2 de setembro de 2017

“Oté Maloya: The Birth of Electric Maloya on Réunion Island, 1975-1986” (Strut, 2017)


O grupo Cormoran fala-nos de exílio e emigração, mas também de intervenção e integração; Hervé Imare lança um apelo à solidariedade entre os povos; Vivi canta sobre a necessidade de um acordar coletivo, enquanto os Caméléon, de Alain Péters e Loy Ehrlich, fazem a denúncia do individualismo – de facto, não admira que um disco absolutamente emblemático do período (de 1982, o “La vie est un mystère”, dos Carrousel) tenha saído para as ruas já de punho erguido no ar, com a chancela da Édiroi (Éditions Reúnion Océan Indien), a editora do Partido Comunista da Reunião.
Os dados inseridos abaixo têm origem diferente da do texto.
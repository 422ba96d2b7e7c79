//! Wires config, session, gate and transport into one console run.

use crate::credentials::Credentials;
use crate::error::ConsoleError;

use common::RedactedToken;
use models::AuthResponse;
use realtime_core::{
    AuthClient, ConnectionGate, MessageHandler, RealtimeConfig, RealtimeTransport,
    SessionCommand, SessionState, StompTransport, spawn_gate,
};

use std::future::{Future, pending};
use std::path::Path;
use std::sync::Arc;
use std::time::Duration;

use log::{error, info, warn};
use tokio::runtime::Handle;
use tokio::sync::watch;
use tokio::time::sleep;

/// Floor for the refresh timer, whatever lifetime the server reports.
const MIN_REFRESH_INTERVAL: Duration = Duration::from_secs(5);

/// Wait before retrying a refresh that failed for a transient reason.
const REFRESH_RETRY_INTERVAL: Duration = Duration::from_secs(30);

/// When and with what to rotate the access token.
#[derive(Debug)]
pub struct RefreshSchedule {
    pub refresh_token: RedactedToken,
    pub refresh_in: Duration,
}

impl RefreshSchedule {
    /// Refresh at 80% of the access token lifetime. `None` if the server
    /// reports no lifetime.
    pub fn from_response(response: &AuthResponse) -> Option<Self> {
        if response.expires_in == 0 {
            return None;
        }
        let lifetime = Duration::from_secs(response.expires_in);
        Some(Self {
            refresh_token: response.refresh_token.clone(),
            refresh_in: (lifetime * 4 / 5).max(MIN_REFRESH_INTERVAL),
        })
    }
}

pub struct Console {
    config: RealtimeConfig,
    client: AuthClient,
    session: SessionState,
}

impl Console {
    pub fn new(config: RealtimeConfig) -> Result<Self, ConsoleError> {
        let client = AuthClient::new(&config.api.base_url)?;
        Ok(Self {
            config,
            client,
            session: SessionState::new(),
        })
    }

    /// Load `realtime.json` from `config_dir` and apply environment overrides.
    pub fn load(config_dir: &Path) -> Result<Self, ConsoleError> {
        let mut config = RealtimeConfig::load(config_dir)?;
        config.apply_env_overrides()?;
        Self::new(config)
    }

    pub fn config(&self) -> &RealtimeConfig {
        &self.config
    }

    pub fn session(&self) -> &SessionState {
        &self.session
    }

    /// Establish the session. Returns the refresh schedule when the session
    /// came from a login.
    pub async fn sign_in(
        &self,
        credentials: Credentials,
    ) -> Result<Option<RefreshSchedule>, ConsoleError> {
        match credentials {
            Credentials::Password { username, password } => {
                let response = self
                    .session
                    .sign_in(&self.client, &username, password.expose())
                    .await?;
                Ok(RefreshSchedule::from_response(&response))
            }
            Credentials::AccessToken(token) => {
                info!("Using pre-issued access token {}", token.preview());
                self.session.update(SessionCommand::SignedIn(token)).await?;
                Ok(None)
            }
        }
    }

    /// Run until `shutdown` resolves: sign in, keep the token fresh, and let
    /// the gate drive the realtime connection. Always signs out and tears the
    /// gate down before returning.
    pub async fn run_until(
        &self,
        credentials: Credentials,
        handler: MessageHandler,
        shutdown: impl Future<Output = ()>,
    ) -> Result<(), ConsoleError> {
        let transport: Arc<dyn RealtimeTransport> =
            Arc::new(StompTransport::from_config(&self.config, Handle::current())?);
        let (enabled_tx, enabled_rx) = watch::channel(self.config.realtime.enabled);
        if !self.config.realtime.enabled {
            warn!("Realtime updates are disabled by configuration");
        }

        let gate = ConnectionGate::new(transport, handler);
        let gate_handle = spawn_gate(gate, self.session.subscribe(), enabled_rx);

        let result = self.serve(credentials, shutdown).await;
        if let Err(e) = &result {
            error!("Console stopped: {e}");
        }

        if let Err(e) = self.session.sign_out(Some(&self.client)).await {
            warn!("Sign-out failed: {e}");
        }
        gate_handle.shutdown().await;
        drop(enabled_tx);

        info!("Console finished");
        result
    }

    async fn serve(
        &self,
        credentials: Credentials,
        shutdown: impl Future<Output = ()>,
    ) -> Result<(), ConsoleError> {
        tokio::pin!(shutdown);

        let mut schedule = tokio::select! {
            _ = &mut shutdown => {
                info!("Shutdown requested while signing in");
                return Ok(());
            }
            signed_in = self.sign_in(credentials) => signed_in?,
        };

        loop {
            let wait = schedule.as_ref().map(|next| next.refresh_in);

            tokio::select! {
                _ = &mut shutdown => {
                    info!("Shutdown requested");
                    return Ok(());
                }
                _ = sleep_or_pending(wait) => {
                    schedule = self.refresh(schedule).await;
                }
            }
        }
    }

    async fn refresh(&self, schedule: Option<RefreshSchedule>) -> Option<RefreshSchedule> {
        let current = schedule?;

        match self.session.refresh(&self.client, &current.refresh_token).await {
            Ok(response) => RefreshSchedule::from_response(&response),
            Err(e) if e.is_auth_rejected() => {
                error!("Session expired, realtime updates stop until restart: {e}");
                None
            }
            Err(e) => {
                warn!("Token refresh failed, retrying in {REFRESH_RETRY_INTERVAL:?}: {e}");
                Some(RefreshSchedule {
                    refresh_token: current.refresh_token,
                    refresh_in: REFRESH_RETRY_INTERVAL,
                })
            }
        }
    }
}

async fn sleep_or_pending(wait: Option<Duration>) {
    match wait {
        Some(wait) => sleep(wait).await,
        None => pending().await,
    }
}
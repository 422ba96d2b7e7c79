mod auth_client;
mod gate_driver;
mod helpers;
mod stomp_transport;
Era uma fase em que, visto ao ecrã de um computador, no mapa-múndi, até a este píxel morto a leste de Madagáscar chegavam ventos de mudança, em que agentes ao serviço de uma identidade com raiz no paradoxo (a da cultura crioula, há muito corrompida e exaurida pela administração francesa) procuravam superar antagonismos sociais herdados do passado através de um conjunto de manifestações que, como na altura se dizia, evidenciavam uma revolta profunda contra as atividades ideológicas e artísticas dominantes. Foi a era da maloya-fusion, em que a própria música tradicional reunionense sofria um despertar político e poético, estimulada pela cafeína extraída ao jazz elétrico, à pop psicadélica ou ao rock progressivo. De tal maneira que aquela insólita coleção de idiofones e membranofones insulares (o roulèr, o pikèr, o kayamb ou o bobre) se via substituída por caixotes do lixo, chapas, baldes de tinta e vasos. Como um crítico mais edipiano poderia ter dito, o folclore do papá estava efetivamente morto. Aliás, ressentida pela forma em como a sua música mais subversiva adquiria um caráter institucional, num número da revista “Le rideau de cannes”, em Paris, a UGECR (União Geral de Estudantes Crioulos da Reunião) condenava o regime por “trazer para a luz do dia esta cultura da noite”. Apesar da UNESCO a ter entretanto arrumado no frigorífico do Património Imaterial (que prolonga a vida mas retira a frescura), ali, entre os anos 70 e 80, ela voltou a ser das sombras. E é de lá que agora regressa, espumando pela boca.